● Recorded data:
____________________
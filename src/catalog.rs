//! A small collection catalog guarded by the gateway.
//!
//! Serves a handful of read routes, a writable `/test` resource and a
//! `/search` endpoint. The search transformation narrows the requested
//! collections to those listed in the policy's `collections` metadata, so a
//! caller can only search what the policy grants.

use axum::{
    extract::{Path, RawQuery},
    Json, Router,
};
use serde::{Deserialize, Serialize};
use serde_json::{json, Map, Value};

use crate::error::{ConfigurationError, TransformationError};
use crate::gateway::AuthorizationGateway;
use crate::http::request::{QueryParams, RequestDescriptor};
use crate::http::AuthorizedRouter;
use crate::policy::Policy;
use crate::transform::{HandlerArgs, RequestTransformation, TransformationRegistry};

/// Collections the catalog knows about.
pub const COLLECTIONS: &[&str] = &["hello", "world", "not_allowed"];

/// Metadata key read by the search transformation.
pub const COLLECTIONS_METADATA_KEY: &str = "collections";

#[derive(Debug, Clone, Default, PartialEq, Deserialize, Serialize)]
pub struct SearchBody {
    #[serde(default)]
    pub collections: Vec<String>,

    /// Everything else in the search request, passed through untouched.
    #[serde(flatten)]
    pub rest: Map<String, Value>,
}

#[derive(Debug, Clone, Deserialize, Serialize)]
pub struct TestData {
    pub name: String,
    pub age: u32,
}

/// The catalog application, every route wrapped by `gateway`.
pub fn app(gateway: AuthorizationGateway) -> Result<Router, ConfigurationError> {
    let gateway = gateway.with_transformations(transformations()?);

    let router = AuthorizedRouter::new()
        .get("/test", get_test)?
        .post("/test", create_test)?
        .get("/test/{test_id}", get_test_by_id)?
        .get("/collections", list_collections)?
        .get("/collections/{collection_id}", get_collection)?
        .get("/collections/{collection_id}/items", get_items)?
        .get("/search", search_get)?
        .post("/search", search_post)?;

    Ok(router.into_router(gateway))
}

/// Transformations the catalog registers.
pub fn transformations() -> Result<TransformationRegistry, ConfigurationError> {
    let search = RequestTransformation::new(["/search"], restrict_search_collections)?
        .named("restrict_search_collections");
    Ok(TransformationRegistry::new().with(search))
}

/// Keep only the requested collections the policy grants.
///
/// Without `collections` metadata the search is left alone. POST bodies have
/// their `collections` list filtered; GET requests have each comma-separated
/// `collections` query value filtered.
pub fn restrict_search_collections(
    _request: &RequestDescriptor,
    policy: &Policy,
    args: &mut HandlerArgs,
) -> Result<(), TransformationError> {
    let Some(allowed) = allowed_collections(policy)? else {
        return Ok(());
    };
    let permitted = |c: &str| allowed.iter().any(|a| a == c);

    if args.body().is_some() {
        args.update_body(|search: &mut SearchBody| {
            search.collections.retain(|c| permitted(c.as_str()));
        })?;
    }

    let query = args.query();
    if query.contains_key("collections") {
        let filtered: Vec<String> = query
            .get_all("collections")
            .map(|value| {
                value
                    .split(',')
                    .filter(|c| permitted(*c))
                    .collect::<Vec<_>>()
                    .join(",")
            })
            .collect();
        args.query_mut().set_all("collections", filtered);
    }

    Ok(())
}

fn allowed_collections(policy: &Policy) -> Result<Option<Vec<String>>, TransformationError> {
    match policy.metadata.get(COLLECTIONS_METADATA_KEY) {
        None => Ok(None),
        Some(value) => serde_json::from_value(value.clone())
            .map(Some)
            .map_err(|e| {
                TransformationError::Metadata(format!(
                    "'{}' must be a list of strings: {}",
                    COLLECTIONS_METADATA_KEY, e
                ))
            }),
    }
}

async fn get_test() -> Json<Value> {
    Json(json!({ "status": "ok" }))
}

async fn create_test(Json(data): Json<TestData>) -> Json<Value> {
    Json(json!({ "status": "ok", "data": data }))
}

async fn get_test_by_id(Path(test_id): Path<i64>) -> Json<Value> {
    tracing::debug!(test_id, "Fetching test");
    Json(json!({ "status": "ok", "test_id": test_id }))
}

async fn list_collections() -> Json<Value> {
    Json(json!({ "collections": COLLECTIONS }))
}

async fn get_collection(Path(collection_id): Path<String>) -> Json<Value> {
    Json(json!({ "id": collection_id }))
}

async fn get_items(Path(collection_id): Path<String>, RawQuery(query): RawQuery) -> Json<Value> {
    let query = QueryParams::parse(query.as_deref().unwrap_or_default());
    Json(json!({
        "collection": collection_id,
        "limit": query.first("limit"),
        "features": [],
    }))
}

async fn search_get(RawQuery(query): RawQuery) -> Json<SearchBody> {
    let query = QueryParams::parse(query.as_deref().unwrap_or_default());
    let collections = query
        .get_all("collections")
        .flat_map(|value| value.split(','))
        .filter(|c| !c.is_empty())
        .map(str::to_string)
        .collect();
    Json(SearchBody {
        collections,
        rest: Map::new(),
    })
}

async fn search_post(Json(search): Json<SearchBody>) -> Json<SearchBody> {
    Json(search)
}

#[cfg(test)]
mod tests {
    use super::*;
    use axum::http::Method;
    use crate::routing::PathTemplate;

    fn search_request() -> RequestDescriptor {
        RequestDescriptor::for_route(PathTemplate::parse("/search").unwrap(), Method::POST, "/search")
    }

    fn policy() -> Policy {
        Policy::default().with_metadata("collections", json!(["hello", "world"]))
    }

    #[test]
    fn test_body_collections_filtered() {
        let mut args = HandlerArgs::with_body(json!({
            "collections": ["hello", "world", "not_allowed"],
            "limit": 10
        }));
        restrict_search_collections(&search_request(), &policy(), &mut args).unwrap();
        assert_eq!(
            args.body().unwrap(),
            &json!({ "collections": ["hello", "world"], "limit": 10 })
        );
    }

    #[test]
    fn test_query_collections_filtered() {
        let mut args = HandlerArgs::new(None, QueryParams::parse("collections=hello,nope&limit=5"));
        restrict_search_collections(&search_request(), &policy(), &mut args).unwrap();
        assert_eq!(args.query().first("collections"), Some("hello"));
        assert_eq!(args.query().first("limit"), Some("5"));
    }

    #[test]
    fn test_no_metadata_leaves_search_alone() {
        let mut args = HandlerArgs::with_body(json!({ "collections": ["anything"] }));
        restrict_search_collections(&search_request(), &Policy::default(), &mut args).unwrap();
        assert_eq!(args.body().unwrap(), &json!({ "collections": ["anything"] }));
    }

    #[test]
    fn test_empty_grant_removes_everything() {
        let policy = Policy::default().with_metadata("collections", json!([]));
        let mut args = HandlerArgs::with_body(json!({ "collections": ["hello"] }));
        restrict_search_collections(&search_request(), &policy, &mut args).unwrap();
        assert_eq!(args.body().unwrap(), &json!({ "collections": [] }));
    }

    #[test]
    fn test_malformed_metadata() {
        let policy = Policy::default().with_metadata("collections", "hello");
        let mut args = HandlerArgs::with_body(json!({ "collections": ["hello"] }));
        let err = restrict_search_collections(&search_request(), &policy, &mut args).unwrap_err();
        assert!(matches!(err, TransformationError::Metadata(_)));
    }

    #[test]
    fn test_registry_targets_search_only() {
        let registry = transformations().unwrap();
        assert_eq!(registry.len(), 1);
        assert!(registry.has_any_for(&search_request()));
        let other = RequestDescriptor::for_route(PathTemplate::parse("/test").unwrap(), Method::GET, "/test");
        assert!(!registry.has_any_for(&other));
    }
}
____________________
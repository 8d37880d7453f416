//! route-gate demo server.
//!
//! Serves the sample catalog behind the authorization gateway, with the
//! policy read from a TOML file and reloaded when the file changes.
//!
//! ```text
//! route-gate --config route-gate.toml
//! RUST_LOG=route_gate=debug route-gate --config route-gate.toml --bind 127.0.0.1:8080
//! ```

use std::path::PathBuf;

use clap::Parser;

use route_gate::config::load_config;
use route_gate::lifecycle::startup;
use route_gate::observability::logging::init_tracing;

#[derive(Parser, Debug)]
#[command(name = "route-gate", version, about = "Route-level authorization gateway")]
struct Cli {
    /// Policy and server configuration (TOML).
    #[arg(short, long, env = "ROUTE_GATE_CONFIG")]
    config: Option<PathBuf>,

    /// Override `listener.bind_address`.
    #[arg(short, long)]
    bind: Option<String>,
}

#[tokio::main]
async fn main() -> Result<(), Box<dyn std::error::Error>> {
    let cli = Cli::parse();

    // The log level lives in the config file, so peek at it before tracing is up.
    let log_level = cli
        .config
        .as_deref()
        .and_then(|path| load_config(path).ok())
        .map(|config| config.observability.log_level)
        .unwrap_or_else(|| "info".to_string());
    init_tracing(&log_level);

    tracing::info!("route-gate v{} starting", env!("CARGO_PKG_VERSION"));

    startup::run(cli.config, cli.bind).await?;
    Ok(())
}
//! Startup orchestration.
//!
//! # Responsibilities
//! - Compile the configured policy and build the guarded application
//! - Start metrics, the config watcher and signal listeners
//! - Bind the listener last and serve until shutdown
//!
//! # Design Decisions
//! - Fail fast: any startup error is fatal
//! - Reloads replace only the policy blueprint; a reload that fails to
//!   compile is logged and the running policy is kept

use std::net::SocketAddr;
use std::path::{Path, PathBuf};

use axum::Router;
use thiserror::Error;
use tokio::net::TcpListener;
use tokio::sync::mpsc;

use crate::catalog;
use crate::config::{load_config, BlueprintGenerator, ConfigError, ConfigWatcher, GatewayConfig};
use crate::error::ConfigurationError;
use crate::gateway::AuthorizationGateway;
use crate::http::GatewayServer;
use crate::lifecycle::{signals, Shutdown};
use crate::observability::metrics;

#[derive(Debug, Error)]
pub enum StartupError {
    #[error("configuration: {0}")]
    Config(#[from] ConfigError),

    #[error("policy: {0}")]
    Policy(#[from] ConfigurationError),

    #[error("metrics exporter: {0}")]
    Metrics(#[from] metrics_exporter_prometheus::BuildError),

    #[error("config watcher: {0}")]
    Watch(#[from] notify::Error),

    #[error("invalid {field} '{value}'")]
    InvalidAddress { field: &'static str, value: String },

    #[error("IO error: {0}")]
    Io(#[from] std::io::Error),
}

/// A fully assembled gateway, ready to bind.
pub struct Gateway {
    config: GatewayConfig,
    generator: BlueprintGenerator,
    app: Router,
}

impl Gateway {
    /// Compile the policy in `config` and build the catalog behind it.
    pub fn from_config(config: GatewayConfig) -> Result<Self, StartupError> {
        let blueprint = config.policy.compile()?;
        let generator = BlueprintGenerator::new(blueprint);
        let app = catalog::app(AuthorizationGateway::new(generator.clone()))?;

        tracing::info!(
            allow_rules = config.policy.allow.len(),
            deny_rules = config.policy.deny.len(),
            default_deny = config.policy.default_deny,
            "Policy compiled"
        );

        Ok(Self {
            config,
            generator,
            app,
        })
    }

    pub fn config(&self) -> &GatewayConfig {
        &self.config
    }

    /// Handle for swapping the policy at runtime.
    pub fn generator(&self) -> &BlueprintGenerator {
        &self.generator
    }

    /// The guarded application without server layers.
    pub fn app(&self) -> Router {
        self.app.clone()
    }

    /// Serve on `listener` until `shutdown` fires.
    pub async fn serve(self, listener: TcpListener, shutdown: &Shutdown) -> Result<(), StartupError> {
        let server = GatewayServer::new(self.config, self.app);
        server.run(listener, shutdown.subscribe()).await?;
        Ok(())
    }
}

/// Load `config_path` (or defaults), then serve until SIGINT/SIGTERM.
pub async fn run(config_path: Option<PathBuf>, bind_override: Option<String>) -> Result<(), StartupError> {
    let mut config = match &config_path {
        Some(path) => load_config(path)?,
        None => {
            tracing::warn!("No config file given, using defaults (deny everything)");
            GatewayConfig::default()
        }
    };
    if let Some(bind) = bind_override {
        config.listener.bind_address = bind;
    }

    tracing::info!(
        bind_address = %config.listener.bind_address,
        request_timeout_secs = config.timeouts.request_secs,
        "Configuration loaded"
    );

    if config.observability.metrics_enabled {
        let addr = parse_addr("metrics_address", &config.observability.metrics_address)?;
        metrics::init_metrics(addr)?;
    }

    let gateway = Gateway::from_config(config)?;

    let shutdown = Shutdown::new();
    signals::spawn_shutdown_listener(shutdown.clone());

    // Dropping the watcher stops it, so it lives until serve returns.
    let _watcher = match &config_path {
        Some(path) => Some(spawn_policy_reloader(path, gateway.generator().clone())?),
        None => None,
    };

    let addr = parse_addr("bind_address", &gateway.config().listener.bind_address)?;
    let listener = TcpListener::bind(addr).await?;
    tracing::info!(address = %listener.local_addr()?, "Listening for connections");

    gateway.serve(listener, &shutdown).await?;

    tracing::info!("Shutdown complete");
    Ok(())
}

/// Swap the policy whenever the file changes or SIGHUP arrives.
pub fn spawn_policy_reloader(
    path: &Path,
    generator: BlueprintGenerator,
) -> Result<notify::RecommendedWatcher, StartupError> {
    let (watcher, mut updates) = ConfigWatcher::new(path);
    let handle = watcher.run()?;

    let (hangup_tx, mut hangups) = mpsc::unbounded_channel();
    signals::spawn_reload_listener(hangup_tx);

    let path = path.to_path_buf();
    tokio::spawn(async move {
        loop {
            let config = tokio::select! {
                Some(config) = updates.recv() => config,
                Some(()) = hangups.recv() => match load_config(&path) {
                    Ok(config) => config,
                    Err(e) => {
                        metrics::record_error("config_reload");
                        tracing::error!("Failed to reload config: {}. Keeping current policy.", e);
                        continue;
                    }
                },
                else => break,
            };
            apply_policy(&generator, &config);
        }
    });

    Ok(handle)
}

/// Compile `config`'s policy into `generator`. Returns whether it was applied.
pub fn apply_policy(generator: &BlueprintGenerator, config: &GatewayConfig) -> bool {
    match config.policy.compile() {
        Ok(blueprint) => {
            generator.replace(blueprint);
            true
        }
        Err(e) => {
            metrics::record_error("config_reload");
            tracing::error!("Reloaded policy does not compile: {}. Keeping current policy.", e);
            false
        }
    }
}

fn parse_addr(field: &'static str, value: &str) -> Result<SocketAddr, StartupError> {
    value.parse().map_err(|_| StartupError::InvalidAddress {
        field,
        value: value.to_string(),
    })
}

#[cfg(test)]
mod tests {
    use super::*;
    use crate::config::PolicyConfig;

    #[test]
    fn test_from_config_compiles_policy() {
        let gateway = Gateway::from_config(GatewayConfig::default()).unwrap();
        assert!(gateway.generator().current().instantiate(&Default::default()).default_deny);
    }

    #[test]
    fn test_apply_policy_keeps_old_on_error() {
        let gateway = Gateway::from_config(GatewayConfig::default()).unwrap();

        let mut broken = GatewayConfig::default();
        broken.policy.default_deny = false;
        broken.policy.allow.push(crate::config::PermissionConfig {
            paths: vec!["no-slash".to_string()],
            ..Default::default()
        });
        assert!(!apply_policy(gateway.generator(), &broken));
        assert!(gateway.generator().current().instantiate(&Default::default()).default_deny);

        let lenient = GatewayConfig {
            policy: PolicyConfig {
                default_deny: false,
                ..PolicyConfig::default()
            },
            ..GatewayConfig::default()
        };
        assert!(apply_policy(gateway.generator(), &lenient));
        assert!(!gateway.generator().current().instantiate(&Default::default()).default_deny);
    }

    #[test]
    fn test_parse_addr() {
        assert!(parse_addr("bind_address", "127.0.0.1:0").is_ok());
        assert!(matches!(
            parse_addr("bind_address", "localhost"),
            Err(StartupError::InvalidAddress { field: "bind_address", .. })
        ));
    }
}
____________________
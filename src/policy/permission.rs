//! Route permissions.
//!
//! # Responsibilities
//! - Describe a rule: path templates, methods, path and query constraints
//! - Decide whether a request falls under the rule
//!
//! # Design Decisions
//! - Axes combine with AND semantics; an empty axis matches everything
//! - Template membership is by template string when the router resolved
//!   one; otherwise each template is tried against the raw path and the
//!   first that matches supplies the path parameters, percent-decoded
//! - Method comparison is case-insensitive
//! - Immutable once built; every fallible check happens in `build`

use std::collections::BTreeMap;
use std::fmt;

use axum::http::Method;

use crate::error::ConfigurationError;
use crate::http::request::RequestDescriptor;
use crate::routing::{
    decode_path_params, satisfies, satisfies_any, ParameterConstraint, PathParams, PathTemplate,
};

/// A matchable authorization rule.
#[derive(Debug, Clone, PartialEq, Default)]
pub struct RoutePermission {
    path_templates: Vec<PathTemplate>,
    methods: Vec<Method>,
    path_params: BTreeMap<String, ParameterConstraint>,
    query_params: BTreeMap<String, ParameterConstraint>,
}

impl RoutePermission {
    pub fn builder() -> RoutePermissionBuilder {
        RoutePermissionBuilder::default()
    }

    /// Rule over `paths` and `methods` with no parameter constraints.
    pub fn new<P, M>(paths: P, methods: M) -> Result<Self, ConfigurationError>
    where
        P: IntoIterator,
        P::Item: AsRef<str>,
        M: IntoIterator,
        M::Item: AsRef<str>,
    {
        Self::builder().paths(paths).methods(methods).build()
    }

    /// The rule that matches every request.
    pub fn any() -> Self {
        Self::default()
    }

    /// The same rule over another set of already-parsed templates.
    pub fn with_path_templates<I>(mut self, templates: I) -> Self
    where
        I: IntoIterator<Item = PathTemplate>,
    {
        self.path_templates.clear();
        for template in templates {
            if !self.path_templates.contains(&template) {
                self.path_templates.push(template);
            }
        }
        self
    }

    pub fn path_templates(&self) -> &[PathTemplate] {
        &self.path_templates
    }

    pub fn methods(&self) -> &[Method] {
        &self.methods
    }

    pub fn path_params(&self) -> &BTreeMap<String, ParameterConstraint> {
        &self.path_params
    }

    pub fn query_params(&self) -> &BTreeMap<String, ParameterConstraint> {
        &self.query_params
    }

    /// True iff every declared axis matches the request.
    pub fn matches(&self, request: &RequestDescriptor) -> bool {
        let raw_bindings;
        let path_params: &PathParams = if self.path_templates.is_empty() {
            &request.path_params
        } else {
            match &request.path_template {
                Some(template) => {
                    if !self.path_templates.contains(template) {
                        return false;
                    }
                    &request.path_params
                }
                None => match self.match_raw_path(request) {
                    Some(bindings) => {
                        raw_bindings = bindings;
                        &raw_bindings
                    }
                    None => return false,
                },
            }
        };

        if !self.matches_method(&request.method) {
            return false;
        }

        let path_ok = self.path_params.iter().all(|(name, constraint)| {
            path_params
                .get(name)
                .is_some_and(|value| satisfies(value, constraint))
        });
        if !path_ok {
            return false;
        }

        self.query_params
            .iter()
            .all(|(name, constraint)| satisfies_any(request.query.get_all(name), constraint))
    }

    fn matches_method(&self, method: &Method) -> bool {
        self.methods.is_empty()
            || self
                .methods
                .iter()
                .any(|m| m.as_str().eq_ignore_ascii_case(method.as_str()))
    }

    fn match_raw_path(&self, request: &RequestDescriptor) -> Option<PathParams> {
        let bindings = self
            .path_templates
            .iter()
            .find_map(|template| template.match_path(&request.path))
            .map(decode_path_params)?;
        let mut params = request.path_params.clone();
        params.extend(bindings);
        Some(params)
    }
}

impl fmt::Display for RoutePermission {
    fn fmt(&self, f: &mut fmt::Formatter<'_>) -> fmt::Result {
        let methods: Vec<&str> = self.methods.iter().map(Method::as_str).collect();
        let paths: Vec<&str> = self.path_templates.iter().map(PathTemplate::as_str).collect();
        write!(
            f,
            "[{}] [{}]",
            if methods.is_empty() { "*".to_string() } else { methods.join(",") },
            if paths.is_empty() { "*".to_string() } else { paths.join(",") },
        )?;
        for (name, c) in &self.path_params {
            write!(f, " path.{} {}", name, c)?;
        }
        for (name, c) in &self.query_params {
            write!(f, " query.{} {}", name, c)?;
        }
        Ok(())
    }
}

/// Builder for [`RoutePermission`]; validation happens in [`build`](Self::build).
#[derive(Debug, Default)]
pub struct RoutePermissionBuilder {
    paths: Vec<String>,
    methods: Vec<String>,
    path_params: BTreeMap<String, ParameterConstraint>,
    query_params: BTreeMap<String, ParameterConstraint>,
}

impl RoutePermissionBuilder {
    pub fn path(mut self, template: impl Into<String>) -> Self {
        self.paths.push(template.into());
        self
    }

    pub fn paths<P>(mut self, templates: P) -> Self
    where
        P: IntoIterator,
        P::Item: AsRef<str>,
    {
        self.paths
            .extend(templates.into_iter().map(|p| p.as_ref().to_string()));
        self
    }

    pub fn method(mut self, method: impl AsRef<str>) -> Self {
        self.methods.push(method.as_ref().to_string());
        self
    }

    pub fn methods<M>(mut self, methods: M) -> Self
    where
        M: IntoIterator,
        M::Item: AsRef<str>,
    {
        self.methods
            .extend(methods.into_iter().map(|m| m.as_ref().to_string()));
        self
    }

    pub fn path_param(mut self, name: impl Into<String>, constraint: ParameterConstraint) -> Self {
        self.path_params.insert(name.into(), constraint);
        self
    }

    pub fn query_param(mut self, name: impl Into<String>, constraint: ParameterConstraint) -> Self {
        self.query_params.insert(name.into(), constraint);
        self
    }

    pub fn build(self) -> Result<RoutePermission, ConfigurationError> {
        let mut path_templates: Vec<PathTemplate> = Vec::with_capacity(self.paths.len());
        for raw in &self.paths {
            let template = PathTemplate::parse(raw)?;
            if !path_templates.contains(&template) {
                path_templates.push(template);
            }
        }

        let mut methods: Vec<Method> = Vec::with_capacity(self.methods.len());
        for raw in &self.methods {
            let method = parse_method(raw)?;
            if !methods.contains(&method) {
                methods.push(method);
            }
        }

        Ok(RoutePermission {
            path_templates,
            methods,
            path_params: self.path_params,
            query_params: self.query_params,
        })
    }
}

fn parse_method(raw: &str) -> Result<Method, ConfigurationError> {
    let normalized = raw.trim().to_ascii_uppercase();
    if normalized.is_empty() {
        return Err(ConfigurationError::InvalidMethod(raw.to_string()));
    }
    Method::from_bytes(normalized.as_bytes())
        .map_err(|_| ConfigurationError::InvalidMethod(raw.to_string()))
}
____________________
● Required action: Would you print exactly and only the lines of the material above that run from the line with "let log_level = cli" through the line with "init_tracing(&log_level);", both included?

● The answer:
    let log_level = cli
        .config
        .as_deref()
        .and_then(|path| load_config(path).ok())
        .map(|config| config.observability.log_level)
        .unwrap_or_else(|| "info".to_string());
    init_tracing(&log_level);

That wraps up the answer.